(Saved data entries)

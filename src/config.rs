//! Configuration file of the tool.
//!
//! The configuration is read once at startup and handed to every flow explicitly.

use std::fs;
use std::io;
use std::path::{Path, PathBuf};
use std::time::Duration;

use crate::backup::restore::DEFAULT_RESTART_DELAYS;
use crate::remote::{ShareAddress, DEFAULT_BACKUP_SUBDIR};
use crate::util::{Owner, RetentionConfig, RetryPolicy};
use crate::Error;

/// Default location of the configuration file.
pub const DEFAULT_CONFIG_PATH: &str = "/etc/volume-backup/config.toml";

#[derive(Debug, Clone, PartialEq, serde::Serialize, serde::Deserialize)]
#[serde(default)]
/// Configuration of all flows.
pub struct Config {
    /// Container of the web application.
    pub container: String,

    /// Docker volume holding the data of [container](Self::container).
    pub volume: String,

    /// Prefix of archive names, `<volume>_backup` if unset.
    pub backup_prefix: Option<String>,

    /// Local directory backups are stored in.
    pub backup_dir: PathBuf,

    /// Local directory archives are written to before moving them to a share.
    pub staging_dir: PathBuf,

    /// `uid:gid` the container accesses its volume with.
    ///
    /// Restored files are handed over to this identity.
    pub container_owner: Owner,

    /// SMB/CIFS share for remote backups.
    pub remote: RemoteConfig,

    /// Restarting the container after a restore.
    pub restart: RestartConfig,

    /// The inference service the web application talks to.
    pub companion: CompanionConfig,

    pub update: UpdateConfig,

    /// Pruning of old backups after unattended runs, nothing is pruned if unset.
    pub retention: Option<RetentionConfig>,
}

impl Default for Config {
    fn default() -> Self {
        Self {
            container: "open-webui".into(),
            volume: "open-webui".into(),
            backup_prefix: None,
            backup_dir: "/var/backups/volume-backup".into(),
            staging_dir: "/var/tmp/volume-backup".into(),
            container_owner: Owner::new(0, 0),
            remote: RemoteConfig::default(),
            restart: RestartConfig::default(),
            companion: CompanionConfig::default(),
            update: UpdateConfig::default(),
            retention: None,
        }
    }
}

#[derive(Debug, Clone, PartialEq, serde::Serialize, serde::Deserialize)]
#[serde(default)]
pub struct RemoteConfig {
    /// `//server/share`, remote backups are disabled if unset.
    pub address: Option<ShareAddress>,
    /// `mount.cifs` credentials file, see [Credentials](crate::remote::Credentials).
    pub credentials_file: PathBuf,
    /// Directory the share is temporarily mounted at.
    pub mount_point: PathBuf,
    /// Directory on the share backups are stored in.
    pub backup_subdir: String,
}

impl Default for RemoteConfig {
    fn default() -> Self {
        Self {
            address: None,
            credentials_file: "/etc/volume-backup/smb-credentials".into(),
            mount_point: "/mnt/volume-backup".into(),
            backup_subdir: DEFAULT_BACKUP_SUBDIR.into(),
        }
    }
}

#[derive(Debug, Clone, PartialEq, Eq, serde::Serialize, serde::Deserialize)]
#[serde(default)]
pub struct RestartConfig {
    /// Seconds to wait before each start attempt.
    pub delays_secs: Vec<u64>,
}

impl Default for RestartConfig {
    fn default() -> Self {
        Self {
            delays_secs: DEFAULT_RESTART_DELAYS.iter().map(Duration::as_secs).collect(),
        }
    }
}

#[derive(Debug, Clone, PartialEq, Eq, serde::Serialize, serde::Deserialize)]
#[serde(default)]
pub struct CompanionConfig {
    /// Container name if the service runs in docker.
    pub container: String,
    /// Process name if the service runs on the host.
    pub process_name: String,
    pub health_attempts: usize,
    pub health_interval_secs: u64,
}

impl Default for CompanionConfig {
    fn default() -> Self {
        Self {
            container: "ollama".into(),
            process_name: "ollama".into(),
            health_attempts: 30,
            health_interval_secs: 2,
        }
    }
}

#[derive(Debug, Clone, Default, PartialEq, Eq, serde::Serialize, serde::Deserialize)]
#[serde(default)]
pub struct UpdateConfig {
    /// Compose file of the containers, required for updates.
    pub compose_file: Option<PathBuf>,
}

impl Config {
    /// Reads the config at `path`, writing and returning the defaults if it doesn't exist yet.
    pub fn load_or_init(path: &Path) -> crate::Result<Self> {
        match fs::read_to_string(path) {
            Ok(config_str) => toml::from_str(&config_str).map_err(|e| {
                Error::Config(format!("reading {} failed: {e}", path.display()))
            }),
            Err(e) if e.kind() == io::ErrorKind::NotFound => {
                log::debug!(
                    "Writing default config to {} because it doesn't exist yet",
                    path.display()
                );
                let default_config = Self::default();
                if let Err(e) = default_config.save(path) {
                    log::warn!("Writing default config to {} failed: {e}", path.display());
                }
                Ok(default_config)
            }
            Err(e) => Err(Error::Config(format!(
                "reading {} failed: {e}",
                path.display()
            ))),
        }
    }

    pub fn save(&self, path: &Path) -> crate::Result<()> {
        let config_str = toml::to_string_pretty(self)
            .map_err(|e| Error::Config(format!("serializing config failed: {e}")))?;
        if let Some(parent) = path.parent() {
            fs::create_dir_all(parent)?;
        }
        fs::write(path, config_str)?;
        Ok(())
    }

    pub fn backup_prefix(&self) -> String {
        self.backup_prefix
            .clone()
            .unwrap_or_else(|| format!("{}_backup", self.volume))
    }

    pub fn restart_policy(&self) -> RetryPolicy {
        RetryPolicy::with_delays(
            self.restart
                .delays_secs
                .iter()
                .copied()
                .map(Duration::from_secs)
                .collect(),
        )
    }

    pub fn health_policy(&self) -> RetryPolicy {
        RetryPolicy::fixed(
            self.companion.health_attempts,
            Duration::from_secs(self.companion.health_interval_secs),
        )
    }
}

#[cfg(test)]
mod tests {
    use super::*;

    #[test]
    fn missing_config_is_written_with_defaults() {
        let dir = tempfile::tempdir().unwrap();
        let path = dir.path().join("etc/config.toml");

        let config = Config::load_or_init(&path).unwrap();
        assert_eq!(config, Config::default());
        assert!(path.is_file());
        assert_eq!(Config::load_or_init(&path).unwrap(), config);
    }

    #[test]
    fn partial_config_falls_back_to_defaults() {
        let dir = tempfile::tempdir().unwrap();
        let path = dir.path().join("config.toml");
        fs::write(
            &path,
            r#"
volume = "app-data"
container_owner = "1000:1000"

[remote]
address = '\\nas\backup'

[retention]
daily = 7
"#,
        )
        .unwrap();

        let config = Config::load_or_init(&path).unwrap();
        assert_eq!(config.backup_prefix(), "app-data_backup");
        assert_eq!(config.container_owner, Owner::new(1000, 1000));
        assert_eq!(config.remote.address.as_ref().unwrap().as_str(), "//nas/backup");
        assert_eq!(config.remote.backup_subdir, "backups");
        let retention = config.retention.unwrap();
        assert_eq!(retention.daily, Some(7));
        assert_eq!(retention.monthly, None);
        assert_eq!(config.restart_policy().attempts(), 2);
    }

    #[test]
    fn invalid_config_is_an_error() {
        let dir = tempfile::tempdir().unwrap();
        let path = dir.path().join("config.toml");
        fs::write(&path, "[remote]\naddress = \"not a share\"\n").unwrap();

        assert!(matches!(Config::load_or_init(&path), Err(Error::Config(_))));
    }
}
#[cfg(test)]
mod tests {
    use std::fs;

    use super::prompt::testing::ScriptedPrompter;
    use super::*;
    use crate::backup::ArchiveWriter;
    use crate::process::fake::{container_json, fail, ok, volume_json, FakeRunner};
    use crate::util::retry::testing::RecordingSleep;

    #[test]
    fn selections() {
        assert_eq!(parse_selection("1", 3).unwrap(), 0);
        assert_eq!(parse_selection(" 3\n", 3).unwrap(), 2);
        for input in ["0", "4", "", "two", "-1"] {
            assert!(matches!(parse_selection(input, 3), Err(Error::InvalidInput(_))), "{input:?}");
        }
    }

    #[test]
    fn sizes() {
        assert_eq!(human_size(512), "512 B");
        assert_eq!(human_size(10 * 1024 * 1024), "10.0 MiB");
        assert_eq!(human_size(1536), "1.5 KiB");
    }

    struct Setup {
        root: tempfile::TempDir,
        volume: tempfile::TempDir,
        config: Config,
    }

    fn setup() -> Setup {
        let root = tempfile::tempdir().unwrap();
        let volume = tempfile::tempdir().unwrap();
        let mut config = Config::default();
        config.volume = "app-data".into();
        config.container = "app".into();
        config.backup_dir = root.path().join("backups");

        // two archives, the newer one holds "new"
        let runner = FakeRunner::succeeding();
        let writer = ArchiveWriter::new(config.backup_prefix(), &runner);
        for (content, second) in [("old", 1), ("new", 2)] {
            let source = tempfile::tempdir().unwrap();
            fs::write(source.path().join("state.txt"), content).unwrap();
            let ts = chrono::NaiveDate::from_ymd_opt(2025, 1, 1)
                .unwrap()
                .and_hms_opt(0, 0, second)
                .unwrap();
            writer
                .create_backup_at(source.path(), &config.backup_dir, ts)
                .unwrap();
        }
        fs::write(volume.path().join("state.txt"), "current").unwrap();

        Setup {
            root,
            volume,
            config,
        }
    }

    fn docker(volume: &Path) -> FakeRunner {
        let volume = volume.to_path_buf();
        FakeRunner::new(move |cmd, _| match cmd {
            "docker volume inspect app-data" => ok(&volume_json("app-data", &volume)),
            "docker container inspect app" => ok(&container_json(false, None)),
            _ => ok(""),
        })
    }

    #[test]
    fn restore_picks_most_recent_first_and_needs_yes() {
        let setup = setup();
        let runner = docker(setup.volume.path());
        let sleeper = RecordingSleep::default();
        let ctx = Context {
            config: &setup.config,
            runner: &runner,
            sleeper: &sleeper,
            invoking_user: None,
        };
        let config_path = setup.root.path().join("config.toml");

        // first entry is the newest backup, then refuse
        let mut wizard = Wizard::new(&ctx, ScriptedPrompter::new(["1", "no"]), &config_path, Path::new("/bin/vb"));
        assert_eq!(wizard.restore(None, None).unwrap(), RestoreState::Cancelled);
        assert_eq!(fs::read_to_string(setup.volume.path().join("state.txt")).unwrap(), "current");
        assert!(wizard.prompter.shown("nothing was changed"));

        let mut wizard = Wizard::new(&ctx, ScriptedPrompter::new(["1", "YES"]), &config_path, Path::new("/bin/vb"));
        assert_eq!(wizard.restore(None, None).unwrap(), RestoreState::Done);
        assert_eq!(fs::read_to_string(setup.volume.path().join("state.txt")).unwrap(), "new");
    }

    #[test]
    fn out_of_range_backup_choice_is_invalid() {
        let setup = setup();
        let runner = docker(setup.volume.path());
        let sleeper = RecordingSleep::default();
        let ctx = Context {
            config: &setup.config,
            runner: &runner,
            sleeper: &sleeper,
            invoking_user: None,
        };

        let mut wizard = Wizard::new(&ctx, ScriptedPrompter::new(["3"]), Path::new("/nonexistent"), Path::new("/bin/vb"));
        assert!(matches!(wizard.restore(None, None), Err(Error::InvalidInput(_))));
        assert_eq!(fs::read_to_string(setup.volume.path().join("state.txt")).unwrap(), "current");
        assert_eq!(runner.count("docker stop"), 0);
    }

    #[test]
    fn configure_remote_saves_share() {
        let setup = setup();
        let mut config = setup.config.clone();
        config.remote.credentials_file = setup.root.path().join("smb-credentials");
        config.remote.mount_point = setup.root.path().join("mnt");
        let runner = FakeRunner::succeeding();
        let sleeper = RecordingSleep::default();
        let ctx = Context {
            config: &config,
            runner: &runner,
            sleeper: &sleeper,
            invoking_user: None,
        };
        let config_path = setup.root.path().join("config.toml");

        let prompter = ScriptedPrompter::new([r"\\nas\backup", "backup", "secret", ""]);
        let mut wizard = Wizard::new(&ctx, prompter, &config_path, Path::new("/bin/vb"));
        wizard.configure_remote().unwrap();

        let saved = Config::load_or_init(&config_path).unwrap();
        assert_eq!(saved.remote.address.as_ref().unwrap().as_str(), "//nas/backup");
        let credentials = Credentials::read(&config.remote.credentials_file).unwrap();
        assert_eq!(credentials.username, "backup");
        assert_eq!(credentials.domain, None);
        assert_eq!(wizard.share.as_ref().unwrap().as_str(), "//nas/backup");
        assert!(!config.remote.mount_point.exists());
        assert!(!setup.root.path().join("smb-credentials.new").exists());
    }

    #[test]
    fn rejected_login_keeps_previous_credentials() {
        let setup = setup();
        let mut config = setup.config.clone();
        config.remote.credentials_file = setup.root.path().join("smb-credentials");
        config.remote.mount_point = setup.root.path().join("mnt");
        let working = Credentials::parse("username=backup\npassword=secret").unwrap();
        working.write(&config.remote.credentials_file).unwrap();

        let runner = FakeRunner::new(|cmd, _| {
            if cmd.starts_with("mount.cifs") {
                fail("mount error(13): Permission denied")
            } else {
                ok("")
            }
        });
        let sleeper = RecordingSleep::default();
        let ctx = Context {
            config: &config,
            runner: &runner,
            sleeper: &sleeper,
            invoking_user: None,
        };
        let config_path = setup.root.path().join("config.toml");

        let prompter = ScriptedPrompter::new(["//nas/backup", "backup", "typo", ""]);
        let mut wizard = Wizard::new(&ctx, prompter, &config_path, Path::new("/bin/vb"));
        let err = wizard.configure_remote().unwrap_err();

        assert!(matches!(err, Error::RemoteAccessFailed { .. }));
        assert!(runner.calls()[0].contains("smb-credentials.new"));
        assert_eq!(Credentials::read(&config.remote.credentials_file).unwrap(), working);
        assert!(!setup.root.path().join("smb-credentials.new").exists());
        assert!(!config_path.exists());
        assert_eq!(wizard.share, None);
    }

    #[test]
    fn malformed_share_address_is_rejected() {
        let setup = setup();
        let runner = FakeRunner::succeeding();
        let sleeper = RecordingSleep::default();
        let ctx = Context {
            config: &setup.config,
            runner: &runner,
            sleeper: &sleeper,
            invoking_user: None,
        };

        let prompter = ScriptedPrompter::new(["nas/backup"]);
        let mut wizard = Wizard::new(&ctx, prompter, Path::new("/nonexistent"), Path::new("/bin/vb"));
        assert!(matches!(wizard.configure_remote(), Err(Error::InvalidInput(_))));
        assert!(runner.calls().is_empty());
    }

    #[test]
    fn menu_exit() {
        let setup = setup();
        let runner = FakeRunner::succeeding();
        let sleeper = RecordingSleep::default();
        let ctx = Context {
            config: &setup.config,
            runner: &runner,
            sleeper: &sleeper,
            invoking_user: None,
        };

        let mut wizard = Wizard::new(&ctx, ScriptedPrompter::new(["7"]), Path::new("/x"), Path::new("/bin/vb"));
        wizard.run().unwrap();
        assert!(wizard.prompter.shown("Restore a backup"));
        assert!(runner.calls().is_empty());
    }
}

● PROBLEM DESCRIPTION
Copy each line in the data that holds the word "testing".

● TASK ANSWER
    use super::prompt::testing::ScriptedPrompter;
    use crate::util::retry::testing::RecordingSleep;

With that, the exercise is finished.